**Work task**
Write out the data below in full. Keep it exact.

**Exercise data**
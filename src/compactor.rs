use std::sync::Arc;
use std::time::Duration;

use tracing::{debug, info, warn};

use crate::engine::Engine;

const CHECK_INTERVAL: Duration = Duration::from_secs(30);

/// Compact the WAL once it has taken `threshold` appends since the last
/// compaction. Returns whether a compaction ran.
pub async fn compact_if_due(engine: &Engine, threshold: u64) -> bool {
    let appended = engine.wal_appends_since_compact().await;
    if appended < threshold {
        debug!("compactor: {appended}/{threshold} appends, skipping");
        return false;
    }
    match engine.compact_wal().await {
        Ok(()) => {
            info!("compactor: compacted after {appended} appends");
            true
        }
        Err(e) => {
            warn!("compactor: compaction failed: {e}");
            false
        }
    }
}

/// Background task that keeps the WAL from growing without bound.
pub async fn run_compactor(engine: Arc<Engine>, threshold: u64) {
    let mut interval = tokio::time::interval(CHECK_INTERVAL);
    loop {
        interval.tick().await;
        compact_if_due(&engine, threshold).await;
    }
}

**Answer to the exercise**
filename src/compactor.rs
use std::sync::Arc;
use std::time::Duration;

use tracing::{debug, info, warn};

use crate::engine::Engine;

const CHECK_INTERVAL: Duration = Duration::from_secs(30);

/// Compact the WAL once it has taken `threshold` appends since the last
/// compaction. Returns whether a compaction ran.
pub async fn compact_if_due(engine: &Engine, threshold: u64) -> bool {
    let appended = engine.wal_appends_since_compact().await;
    if appended < threshold {
        debug!("compactor: {appended}/{threshold} appends, skipping");
        return false;
    }
    match engine.compact_wal().await {
        Ok(()) => {
            info!("compactor: compacted after {appended} appends");
            true
        }
        Err(e) => {
            warn!("compactor: compaction failed: {e}");
            false
        }
    }
}

/// Background task that keeps the WAL from growing without bound.
pub async fn run_compactor(engine: Arc<Engine>, threshold: u64) {
    let mut interval = tokio::time::interval(CHECK_INTERVAL);
    loop {
        interval.tick().await;
        compact_if_due(&engine, threshold).await;
    }
}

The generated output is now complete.